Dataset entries
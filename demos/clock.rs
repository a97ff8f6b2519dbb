//! A day clock assembled from four independent digits.
//!
//! RUST_LOG=trace shows every wrap and carry as it happens.
use carry_digit::{Digit, DigitError};
use tracing_subscriber::EnvFilter;

fn main() -> Result<(), DigitError> {
    tracing_subscriber::fmt()
        .with_env_filter(EnvFilter::from_default_env())
        .init();

    let days = Digit::unbounded(0);
    let hours = Digit::from_range_at(0..=23, 23)?;
    let minutes = Digit::from_range_at(0..=59, 59)?;
    let seconds = Digit::from_range_at(0..=59, 58)?;
    seconds.link(&minutes);
    minutes.link(&hours);
    hours.link(&days);

    let show = || {
        println!(
            "day {} {:02}:{:02}:{:02}",
            days.value(),
            hours.value(),
            minutes.value(),
            seconds.value()
        )
    };

    show();
    for _ in 0..3 {
        seconds.increment();
        show();
    }

    // skip ahead an hour and a half in one go
    seconds.add_value(90 * 60);
    show();

    for _ in 0..3 {
        seconds.decrement();
        show();
    }
    println!("{seconds}");
    Ok(())
}
use std::fmt;

use crate::{Bounds, Digit, DigitError};

/// A plain wrapping number, for struct fields that should behave like an
/// integer with a fixed range and nothing more.
///
/// Reads give the settled value; writes wrap. There is no way to see the
/// bounds or the carry through this type, and no way to link it. If it was
/// built from a digit that already had a neighbour, writes still carry into
/// that neighbour.
///
/// ```
/// use carry_digit::DigitProperty;
///
/// let mut hue = DigitProperty::new(350, 0, 359).unwrap();
/// hue.set(hue.get() + 20);
/// assert_eq!(hue.get(), 10);
/// ```
pub struct DigitProperty {
    digit: Digit,
}

impl DigitProperty {
    pub fn new(value: i64, min: i64, max: i64) -> Result<Self, DigitError> {
        Digit::new(value, min, max).map(Self::from)
    }

    pub fn with_bounds(value: i64, bounds: Bounds) -> Self {
        Self::from(Digit::with_bounds(value, bounds))
    }

    #[inline]
    pub fn get(&self) -> i64 {
        self.digit.value()
    }

    #[inline]
    pub fn set(&mut self, value: i64) {
        self.digit.set_value(value)
    }
}

impl From<Digit> for DigitProperty {
    fn from(digit: Digit) -> Self {
        Self { digit }
    }
}

impl fmt::Debug for DigitProperty {
    fn fmt(&self, f: &mut fmt::Formatter<'_>) -> fmt::Result {
        f.debug_tuple("DigitProperty").field(&self.get()).finish()
    }
}
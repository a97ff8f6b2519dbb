#![doc = include_str!("../README.md")]

mod bounds;
mod digit;
mod error;
mod property;
mod syntax;
#[cfg(feature = "slotmap")]
pub mod table;

pub use bounds::{Bounds, Settlement, MAX_SAFE, MIN_SAFE};
pub use digit::{Digit, WeakDigit};
pub use error::DigitError;
pub use property::DigitProperty;
#[cfg(feature = "slotmap")]
pub use table::{DigitKey, DigitTable, TableDigit};
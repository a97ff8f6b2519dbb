//! Operator sugar over the named arithmetic on [Digit].
//!
//! `+`, `-`, `*` and `/` are the pure family: they build a new, unlinked digit
//! with the left operand's bounds. `/` yields a `Result` because the divisor
//! may be zero. `+=`, `-=` and `*=` are the mutating family and forward carry
//! to the left operand's neighbour. There is no `/=`; use [Digit::div_value].
use std::ops::{Add, AddAssign, Div, Mul, MulAssign, Sub, SubAssign};

use crate::{Digit, DigitError};

macro_rules! impl_pure_op {
    ($op:ident::$method:ident => $named:ident) => {
        impl $op<i64> for &Digit {
            type Output = Digit;
            #[inline]
            fn $method(self, rhs: i64) -> Digit {
                self.$named(rhs)
            }
        }
        impl $op<&Digit> for &Digit {
            type Output = Digit;
            #[inline]
            fn $method(self, rhs: &Digit) -> Digit {
                self.$named(rhs)
            }
        }
        impl $op<i64> for Digit {
            type Output = Digit;
            #[inline]
            fn $method(self, rhs: i64) -> Digit {
                self.$named(rhs)
            }
        }
        impl $op<&Digit> for Digit {
            type Output = Digit;
            #[inline]
            fn $method(self, rhs: &Digit) -> Digit {
                self.$named(rhs)
            }
        }
    };
}

macro_rules! impl_assign_op {
    ($op:ident::$method:ident => $named:ident) => {
        impl $op<i64> for Digit {
            #[inline]
            fn $method(&mut self, rhs: i64) {
                self.$named(rhs);
            }
        }
        impl $op<&Digit> for Digit {
            #[inline]
            fn $method(&mut self, rhs: &Digit) {
                self.$named(rhs);
            }
        }
    };
}

impl_pure_op!(Add::add => plus);
impl_pure_op!(Sub::sub => minus);
impl_pure_op!(Mul::mul => times);

impl_assign_op!(AddAssign::add_assign => add_value);
impl_assign_op!(SubAssign::sub_assign => sub_value);
impl_assign_op!(MulAssign::mul_assign => mul_value);

impl Div<i64> for &Digit {
    type Output = Result<Digit, DigitError>;
    #[inline]
    fn div(self, rhs: i64) -> Self::Output {
        self.divided_by(rhs)
    }
}

impl Div<&Digit> for &Digit {
    type Output = Result<Digit, DigitError>;
    #[inline]
    fn div(self, rhs: &Digit) -> Self::Output {
        self.divided_by(rhs)
    }
}

#[test]
fn test_syntax() {
    let a = Digit::new(7, 0, 9).unwrap();
    let b = Digit::new(5, 0, 99).unwrap();

    let sum = &a + &b;
    assert_eq!(sum, 2);
    assert_eq!(sum.carry(), 1);
    assert_eq!(sum.bounds(), a.bounds());
    assert_eq!(a, 7, "operands are untouched");

    assert_eq!(&a - 8, 9);
    assert_eq!(&a * 3, 1);
    assert_eq!((&b / 2).unwrap(), 2);
    assert_eq!(&b / 0, Err(DigitError::DivisionByZero));

    let mut c = a.clone();
    c += 4;
    assert_eq!(a, 1, "assignment mutates every handle to the digit");
    c -= &b;
    assert_eq!(c, 6);
    c *= 2;
    assert_eq!(c, 2);
    assert_eq!(c.carry(), 1);
}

- **TASK INSTRUCTIONS**
Locate and copy each line in the data above that includes the word "left".

- **THE COMPLETED TASK**
//! with the left operand's bounds. `/` yields a `Result` because the divisor
//! to the left operand's neighbour. There is no `/=`; use [Digit::div_value].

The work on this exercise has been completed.